# Algaeicide



## Thomas (Nov 8, 2005)

Hi

Many threads on this forum are about tackling algae. And yet many people failed or are struggling. A lot of different methods have been discussed but it seems that people just do not like algaeicide. It appears that no one actually mentioned algaeicide. Is it really bad .. if yes, what are the reasons?


----------



## Damon (Jan 18, 2005)

Algaecides only mask the problems (if they even do that). They cannot correct improper water quality or too much light). They cannot remove Nh4 from a tank. Some do kill some algae but it will only come back. Fix the problem, not the result.


----------



## flamingo (Nov 5, 2005)

Yeah, basically algaecides are a quick lazy way to get rid of it, for a little while.

If your getting algae really badly in your tank there is obviously something wrong. Plus you don't want to kill all the algae right? lol I encourage green algae to grow in most of my tanks, looks good in certain spots and the tank looks a little bit more natural.

Take hair algae for example, it's nature's way of telling you something's happening, the algae is obviously there to correct things. Just keep figuring out every possible solution and coorect it. 
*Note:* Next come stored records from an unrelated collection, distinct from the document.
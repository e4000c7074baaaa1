//! Filesystem-backed [`ArchiveReader`]s: unpacked directories and zip containers.

use std::{
    fs::{self, File},
    io::Read,
    path::{Component, Path, PathBuf},
};

use zip::{CompressionMethod, ZipArchive, result::ZipError};

use crate::{
    error::{Error, Result},
    traits::{ArchiveReader, RawFileDescriptor},
};

/// Reads members of an unpacked archive directory.
#[derive(Debug, Clone, Copy, Default)]
pub struct DirectoryReader;

impl DirectoryReader {
    fn member_path(archive: &Path, member: &str) -> Result<PathBuf> {
        let relative = Path::new(member);
        let escapes = relative
            .components()
            .any(|c| !matches!(c, Component::Normal(_)));
        if member.is_empty() || escapes {
            return Err(Error::NotFound(format!("member `{}`", member)));
        }
        Ok(archive.join(relative))
    }
}

impl ArchiveReader for DirectoryReader {
    fn contains(&self, archive: &Path, member: &str) -> bool {
        Self::member_path(archive, member).is_ok_and(|p| p.is_file())
    }

    fn read(&self, archive: &Path, member: &str) -> Result<Vec<u8>> {
        let path = Self::member_path(archive, member)?;
        if !path.is_file() {
            return Err(Error::NotFound(format!(
                "member `{}` in {}",
                member,
                archive.display()
            )));
        }
        Ok(fs::read(path)?)
    }

    fn open_raw(&self, archive: &Path, member: &str) -> Result<RawFileDescriptor> {
        let path = Self::member_path(archive, member)?;
        let handle = File::open(&path).map_err(|_| {
            Error::NotFound(format!("member `{}` in {}", member, archive.display()))
        })?;
        let length = handle.metadata()?.len();
        Ok(RawFileDescriptor {
            handle,
            offset: 0,
            length,
        })
    }
}

/// Upper bound on the buffer reserved up front for one zip member.
const PREALLOC_LIMIT: u64 = 1 << 20;

/// Reads members of a zip container (`.hap`, `.hsp`, ...).
#[derive(Debug, Clone, Copy, Default)]
pub struct ZipReader;

impl ZipReader {
    fn open(archive: &Path) -> Result<ZipArchive<File>> {
        Ok(ZipArchive::new(File::open(archive)?)?)
    }

    fn not_found(archive: &Path, member: &str) -> impl FnOnce(ZipError) -> Error {
        let message = format!("member `{}` in {}", member, archive.display());
        move |err| match err {
            ZipError::FileNotFound => Error::NotFound(message),
            other => Error::Zip(other),
        }
    }
}

impl ArchiveReader for ZipReader {
    fn contains(&self, archive: &Path, member: &str) -> bool {
        Self::open(archive).is_ok_and(|mut zip| zip.by_name(member).is_ok())
    }

    fn read(&self, archive: &Path, member: &str) -> Result<Vec<u8>> {
        let mut zip = Self::open(archive)?;
        let mut entry = zip
            .by_name(member)
            .map_err(Self::not_found(archive, member))?;
        // The declared size comes from the archive and is not trusted.
        let mut bytes = Vec::with_capacity(entry.size().min(PREALLOC_LIMIT) as usize);
        entry.read_to_end(&mut bytes)?;
        Ok(bytes)
    }

    fn open_raw(&self, archive: &Path, member: &str) -> Result<RawFileDescriptor> {
        let mut zip = Self::open(archive)?;
        let entry = zip
            .by_name(member)
            .map_err(Self::not_found(archive, member))?;
        if entry.compression() != CompressionMethod::Stored {
            return Err(Error::Manifest(format!(
                "member `{}` is compressed and cannot be opened in place",
                member
            )));
        }
        let (offset, length) = (entry.data_start(), entry.size());
        drop(entry);
        Ok(RawFileDescriptor {
            handle: File::open(archive)?,
            offset,
            length,
        })
    }
}

/// Dispatches to [`DirectoryReader`] for directories and [`ZipReader`] otherwise.
#[derive(Debug, Clone, Copy, Default)]
pub struct FsArchiveReader;

impl FsArchiveReader {
    fn pick(archive: &Path) -> &'static dyn ArchiveReader {
        if archive.is_dir() {
            &DirectoryReader
        } else {
            &ZipReader
        }
    }
}

impl ArchiveReader for FsArchiveReader {
    fn contains(&self, archive: &Path, member: &str) -> bool {
        Self::pick(archive).contains(archive, member)
    }

    fn read(&self, archive: &Path, member: &str) -> Result<Vec<u8>> {
        Self::pick(archive).read(archive, member)
    }

    fn open_raw(&self, archive: &Path, member: &str) -> Result<RawFileDescriptor> {
        Self::pick(archive).open_raw(archive, member)
    }
}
Never tried an algaecide and don't ever plan on it lol.


----------



## Thomas (Nov 8, 2005)

Yes, I know we should tackle the cause not the symptom. What I meant was a lot of people have discussed how to get rid of the algae. A lot of people here also use Flourish Excel to "fight" against algae. They even use double or triple dosage. In that case, would it be better off simply use algaecide  .... Or is algaecide really that bad / useless that people do not even want to think about it ?


----------



## Damon (Jan 18, 2005)

Excel contains a proven chemical (due to Govt regulations, we cannot discuss it more in depth), that kills algae. But it will not prevent it from coming back. Algecides contain no such chemical. Snake oil is all they are IMO.


----------